Organizers: Jeff Hemsley, Syracuse University; Crystal Abidin, Curtin University; Aleena Chia, Simon Fraser University;  William Balmford, RMIT University; Erika D. Gault, University of Arizona; Kelly Quinn, University of Illinois at Chicago; Roohola Ramezani, Shahid Beheshti University; Shawn Walker, Arizona State University.

Purpose: This half-day workshop brings early career scholars together to address unique issues they face, develop strategies to achieve career goals, and foster a professional network. We define early career scholars as people who have finished the requirements for their terminal degree but have not advanced to the next level in their field or industry (e.g. in North America this would be tenure). AoIR’s strength is its communication. Now in its third year, this workshop fosters community among emerging scholars and bridges the divide between junior and senior scholars. We aim to continue working toward making this community as inclusive and representative as possible.

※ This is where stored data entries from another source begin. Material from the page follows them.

use actix_web::{web, HttpRequest, HttpResponse};

use crate::auth::extract_viewer_id;
use crate::error::{AppError, AppResult};
use crate::models::*;
use crate::services::{CommentService, LikeService};

pub async fn like(
    req: HttpRequest,
    service: web::Data<LikeService>,
    body: web::Json<LikeRequest>,
) -> AppResult<HttpResponse> {
    let viewer = extract_viewer_id(&req);
    service.like(viewer.0, body.video_id).await?;
    Ok(HttpResponse::Ok().json(SuccessResponse { success: true }))
}

pub async fn unlike(
    req: HttpRequest,
    service: web::Data<LikeService>,
    body: web::Json<LikeRequest>,
) -> AppResult<HttpResponse> {
    let viewer = extract_viewer_id(&req);
    service.unlike(viewer.0, body.video_id).await?;
    Ok(HttpResponse::Ok().json(SuccessResponse { success: true }))
}

pub async fn publish_comment(
    req: HttpRequest,
    service: web::Data<CommentService>,
    body: web::Json<PublishCommentRequest>,
) -> AppResult<HttpResponse> {
    let viewer = extract_viewer_id(&req);
    if viewer.is_anonymous() {
        return Err(AppError::Unauthorized);
    }
    // The authenticated username would normally come from the same context
    // that supplies viewer_id; account/profile lookup is out of scope, so the
    // viewer id is used as a placeholder display name here.
    let username = viewer.0.to_string();
    let comment = service
        .publish(viewer.0, &username, body.video_id, &body.content)
        .await?;
    Ok(HttpResponse::Ok().json(comment))
}

pub async fn delete_comment(
    req: HttpRequest,
    service: web::Data<CommentService>,
    body: web::Json<DeleteCommentRequest>,
) -> AppResult<HttpResponse> {
    let viewer = extract_viewer_id(&req);
    service.delete(viewer.0, body.comment_id).await?;
    Ok(HttpResponse::Ok().json(SuccessResponse { success: true }))
}

pub fn configure(cfg: &mut web::ServiceConfig) {
    cfg.service(web::resource("/like").route(web::post().to(like)))
        .service(web::resource("/unlike").route(web::post().to(unlike)))
        .service(web::resource("/comment").route(web::post().to(publish_comment)))
        .service(web::resource("/comment/delete").route(web::post().to(delete_comment)));
}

The workshop addresses both challenges and opportunities unique to early career scholars in the many fields and forms of scholarship represented at AoIR. First, we have to negotiate the transition from graduate student to early career professional that requires a higher level of autonomy and the challenge of figuring out the pragmatic and social aspects of a new work environment. Second, we must work quickly to establish ourselves in our fields and, often, secure funding. Third, we have increased service responsibilities. Fourth, after being guided by our advisors and committees for several years, we transition into mentorship roles. Fifth, we must learn to navigate to the next level of our careers while managing various degrees of precarity and ensuring time with family and friends. Being a junior scholar also comes with unique opportunities that we will explore. While recognition of internet scholarship has come a long way since AoIR’s inception, junior scholars still may find themselves facing certain hurdles in gaining recognition for their research (i.e. subject, method, etc.) in terms of promotion. In fact, some of the challenges we face are also opportunities to work towards changing the ways in which internet scholarship is perceived and valued within the academic structure.

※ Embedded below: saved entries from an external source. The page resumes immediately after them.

use crate::broker::events::{LikeAction, LikeEvent};
use crate::broker::{DeliveredMessage, EventConsumer};
use crate::repository::{FeedRepository, LikeRepository};

/// Consumes `like.events` and applies the persisted effect idempotently.
/// Ack (commit) only after the DB transaction that mutates counters commits;
/// a malformed payload is Acked and dropped rather than retried forever.
///
/// Does not touch the Redis popularity bucket: `LikeService::apply` already
/// publishes a separate `PopularityEvent` to `video.popularity.events` for
/// every like/unlike, and `PopularityWorker` is the sole consumer of that
/// topic. Applying the delta here too would double-count it.
pub struct LikeWorker {
    consumer: EventConsumer,
    feed_repo: FeedRepository,
    like_repo: LikeRepository,
}

impl LikeWorker {
    pub fn new(consumer: EventConsumer, feed_repo: FeedRepository, like_repo: LikeRepository) -> Self {
        LikeWorker {
            consumer,
            feed_repo,
            like_repo,
        }
    }

    pub async fn run(&self) -> anyhow::Result<()> {
        self.consumer
            .run(|msg: DeliveredMessage| async move { self.handle(msg).await })
            .await
    }

    async fn handle(&self, msg: DeliveredMessage) -> anyhow::Result<bool> {
        let event: LikeEvent = match serde_json::from_slice(&msg.payload) {
            Ok(event) => event,
            Err(err) => {
                tracing::warn!(error = %err, "dropping malformed like event");
                return Ok(false);
            }
        };

        if event.video_id == 0 || event.user_id == 0 {
            tracing::debug!("dropping like event with zero id");
            return Ok(false);
        }

        if !self.feed_repo.exists(event.video_id).await? {
            tracing::debug!(video_id = event.video_id, "dropping like event for deleted video");
            return Ok(false);
        }

        match event.action {
            LikeAction::Like => self.apply_like(&event).await?,
            LikeAction::Unlike => self.apply_unlike(&event).await?,
        }
        Ok(true)
    }

    async fn apply_like(&self, event: &LikeEvent) -> anyhow::Result<()> {
        let mut tx = self.like_repo.begin().await?;
        let created = sqlx::query(
            r#"
            INSERT INTO likes (video_id, account_id, created_at)
            VALUES ($1, $2, now())
            ON CONFLICT (video_id, account_id) DO NOTHING
            "#,
        )
        .bind(event.video_id as i64)
        .bind(event.user_id as i64)
        .execute(&mut *tx)
        .await?
        .rows_affected()
            > 0;

        if created {
            self.like_repo.bump_likes_count(&mut tx, event.video_id, 1).await?;
            self.like_repo.bump_popularity(&mut tx, event.video_id, 1).await?;
        }
        tx.commit().await?;
        Ok(())
    }

    async fn apply_unlike(&self, event: &LikeEvent) -> anyhow::Result<()> {
        let mut tx = self.like_repo.begin().await?;
        let deleted = sqlx::query(r#"DELETE FROM likes WHERE video_id = $1 AND account_id = $2"#)
            .bind(event.video_id as i64)
            .bind(event.user_id as i64)
            .execute(&mut *tx)
            .await?
            .rows_affected()
            > 0;

        if deleted {
            self.like_repo.bump_likes_count(&mut tx, event.video_id, -1).await?;
            self.like_repo.bump_popularity(&mut tx, event.video_id, -1).await?;
        }
        tx.commit().await?;
        Ok(())
    }
}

The issues we will cover depends greatly on the participant. AoIR is an international and diverse organization, and we know that our experiences as scholars and educators vary by country, institution type, and field and are framed by our own identities (race, gender, etc.). Our goal is to discuss shared challenges and opportunities while understanding differences so that we can build our own professional networks at the same time that we create a diverse and inclusive community of scholars who will eventually become future career mentors within AoIR.

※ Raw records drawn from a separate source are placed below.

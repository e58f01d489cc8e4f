pub mod comment_repo;
pub mod feed_repo;
pub mod like_repo;

pub use comment_repo::CommentRepository;
pub use feed_repo::FeedRepository;
pub use like_repo::LikeRepository;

Format: Based on feedback from the 2017 workshop, we will maintain last year’s three-session format while making important adjustments to the content of those sessions. We will open with an activity for generating questions/concerns/issues relevant to junior scholars that participants would like addressed during the first session. That first session will consist of a fish-bowl discussion for workshop participants. This discussion is intended as a get-to-know others event as well as an opportunity to discuss the issues and opportunities we face collectively. The second session will be a panel of established scholars who can share their insight and experiences. We define established scholars as those individuals who have continued to research and publish within their field, and who have been promoted within their given professional system.

Our goal in recruiting panelists this year is to be responsive to the needs of the different types of junior scholars participating in the workshop. This year, we hope to engage more scholars from the humanities and non-academic environments. The organizers will start the panel with questions drawn from the first session. In the final session, participants will form small groups with a senior scholar to address topics relevant to them (type of institution, academic system, etc.). Time will be left for follow-up questions and group discussion. We also are planning an informal social activity following the workshop.

Audience: This workshop is geared toward early career scholars who have their terminal degree.

Goals:
1) Provide a space for the next generation of AoIR scholars to start building strong ties with each other, more established researchers, and the AoIR community.
2) Promote understanding of the breadth of academic work, including our shared experiences and differences.
3) Connect with established academics to build a stronger communities of support for our careers.
4) Develop strategies to build and maintain a junior scholar community outside of the annual conference.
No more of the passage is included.